Me lo diceva sempre mio padre. Non ti fidare dei piccoletti. Una volta c'era uno di quelli che, nei film italiani scoloriti (senza colore. Insomma, in bianco e nero!) degli anni 60, chiamavano fusto. Ammazza che fusto, guarda sto fusto, quelli lì, i tipi gaggi e grossi. Il fusto faceva il coatto, come si dice oggi, il gaggio come si diceva all'epoca. Lo splendido, il figo, il gradasso. Ecco, finalmente il termine giusto. Quelli che prendono tutti a schiaffetti&colletti, talmente permalosi che devi stare attento a come parli se non vuoi ritrovarti la mascella (mandibola?) slogata. Quelli che sono amici quando gli serve qualche soldo, ma guai a chiederli: e che vorresti dì, guarda che te i soldi te li ho ridati, ma che me stai a accusa', aò m'hai guardato du' vorte, mo' t'arovino (all'epoca te corco o te gonfio come na zampogna) eccosivvia. C'era uno di questi, una specie di fusto del quartiere, che si sapeva far rispettare (bah). Ma una volta... eeehhh (sospiro), una volta dette uno schiaffo ad uno dei fratelli Maronciu di origine sarda, e vi ho detto tutto. Quelli sono piccoli, ma tosti. Tosti di fisico, tosti di capoccia, di onore. Il fratello Maronciu abbassò la testa e, non dicendo una parola, si voltò e se ne andò. Dice (anche la terza persona del verbo dire è un'usanza dell'epoca) che il fusto si è ritrovato due pallottole in corpo iniettate con la rivoltella (altra usanza... ok, ok, vi ho scassato la minchia con le parole del tempo, scusate, non lo faccio più, che regazzini!). Una pallottola se l'è ritrovata qualche giorno dopo su un vassoio di acciaio, gliel'avevano estratta con successo, l'altra se l'è tenuta. Così, ancora oggi e se Dio vuole, non può passare nel metaldetector. Bel ricordino che si porta appresso, nel fegato. Tutto questo era lo stesso fusto a raccontarlo. Su un letto d'ospedale, a mio padre. Erano compagni di camerata, diciamo così. Il mio vecchio un altro po' e ci rimaneva secco per una peritonite, ma questa è un'altra storia.
Date retta a me, lasciateli perdere i piccoletti.
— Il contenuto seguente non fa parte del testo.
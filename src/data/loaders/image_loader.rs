//! Loader for standard raster formats (PNG, TIFF, BMP, JPEG).
//!
//! Decodes to 16-bit grayscale and carries the luma values through as raw
//! intensity samples.

use ndarray::Array2;

use crate::data::ImageData;
use crate::data::loader::{ImageLoader, LoadError};

/// Loader for standard raster image formats.
///
/// Supports PNG, TIFF, BMP and JPEG. Pixels are converted to 16-bit luma and
/// used as raw sample values: 16-bit sources keep their 0-65535 values,
/// 8-bit sources are mapped back to their native 0-255 range with
/// fractional luma preserved.
pub struct RasterLoader;

impl ImageLoader for RasterLoader {
    fn id(&self) -> &'static str {
        "raster"
    }

    fn display_name(&self) -> &'static str {
        "Raster Image (grayscale)"
    }

    fn extensions(&self) -> &'static [&'static str] {
        &["png", "tiff", "tif", "bmp", "jpg", "jpeg"]
    }

    fn can_load(&self, data: &[u8]) -> bool {
        if data.len() < 8 {
            return false;
        }

        // PNG: 89 50 4E 47 0D 0A 1A 0A
        if data.starts_with(&[0x89, 0x50, 0x4E, 0x47, 0x0D, 0x0A, 0x1A, 0x0A]) {
            return true;
        }

        // JPEG: FF D8 FF
        if data.starts_with(&[0xFF, 0xD8, 0xFF]) {
            return true;
        }

        // BMP: 42 4D (BM)
        if data.starts_with(&[0x42, 0x4D]) {
            return true;
        }

        // TIFF: II*\0 (little endian) or MM\0* (big endian)
        data.starts_with(&[0x49, 0x49, 0x2A, 0x00]) || data.starts_with(&[0x4D, 0x4D, 0x00, 0x2A])
    }

    fn load(&self, data: &[u8]) -> Result<ImageData, LoadError> {
        let decoded = image::load_from_memory(data)
            .map_err(|e| LoadError::format("raster", format!("failed to decode image: {e}")))?;

        let width = decoded.width() as usize;
        let height = decoded.height() as usize;

        // to_luma8 would truncate 16-bit scientific scans, so go through
        // luma16 and rescale the 8-bit case back to its native range.
        let is_16bit = matches!(
            decoded.color(),
            image::ColorType::L16 | image::ColorType::La16 | image::ColorType::Rgb16 | image::ColorType::Rgba16
        );
        let luma = decoded.to_luma16();

        let data = Array2::from_shape_fn((height, width), |(y, x)| {
            let v = luma.get_pixel(x as u32, y as u32)[0];
            if is_16bit {
                f32::from(v)
            } else {
                // 8-bit sources are upscaled by 257 in to_luma16; undo it
                // without truncating luma derived from mixed RGB channels.
                f32::from(v) / 257.0
            }
        });

        log::trace!("RasterLoader: loaded {width}x{height} grayscale image");

        Ok(ImageData::new(data))
    }
}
E da oggi, se sentirete dire che quello è grosso quindi mena come un orso, oppure quando vedrete quei buttafuori con un braccio più largo che lungo, non potrete non pensare ai fratelli Maronciu e dire anche voi: "Li conoscevi tu i fratelli Maronciu? Bene, mettiti comodo, voglio raccontarti una storia...". Un'ultima cosa: io sono alto un metro e venti, fate voi.



lunedì 17.11.03 14:23

Università parte I - noci e pantaloni bianchi
Un giorno come tanti mi reco all'università. Tra l'incazzato ed il depresso, rimpiangendo la scelta di tanti anni fa che mi ha portato in una facoltà triste come ingegneria (ci potevi ripensare etc etc, sì sì, siete bravi a parlare!), giungo alla soglia, dove ci sono dei paletti per evitare l'accesso alle quattroruote. Di fronte alla maestosità della moltitudine che mi viene incontro, mi impettisco. Li osservo bene, li guardo in faccia quegli sfigati che si toccano davanti al loro nuovo processore Pentium VIII a 7000 mhz. Schiena ritta per ribellarmi al loro sguardo perso nel vuoto. Pantalone bianco, sexy. Mi sento proprio figo e sì, sono meglio io che ho una vita sociale, una volta l'anno mi riproduco e faccio pure sport! Maledetti, anni di vita persi con voi e le vostre facce. Finalmente mi decido a penetrare nella valanga umana. Palo. Goal. Anzi, niente goal, la palla prende il palo e non entra in porta. Anche l'altra palla prende il palo, credo. Le stesse vuote facce di prima si contraggono in un'espressione di pietà, quasi a condividere il dolore con me, una sensazione negativa che ben conoscono in quanto individui di sesso maschile. Ora li cerco, ora voglio la compassione, non la merito, lo so. Mi redimo, abbiate pietà! Io che vi ho giudicato, ora ho bisogno di voi, ora vorrei essere come voi. C'è chi ci mette pure il sonoro, chi commenta con un "Aia!" o un sibilante "fsssss" (classica espressione da cinema, quando sullo schermo appare una lama che taglia la pelle umana o un tarantiniano sigaro che la brucia) o ancora "ooouuuh! Che male!". Non mi resta che abbassare la testa, sconfitto da ciò che consideravo feccia, e il mio sguardo è ancora di più che perso nel vuoto, è rivolto a terra, sconsolato, con la scusa che debba far attenzione a tutto ciò che spunti dal suolo. Sì, questa è la scusa che dò a me stesso, ma... ormai umiliato, mi direziono verso l'aula in cui si svolgerà lezione, incurante - per necessità - delle nuove voci che si aggiungono alle vecchie. Già, perchè sul pantalone bianco rimane in bella mostra, di un bel marroncino ruggine, la stampa del palo. Proprio all'altezza delle mie due noci, guarda caso.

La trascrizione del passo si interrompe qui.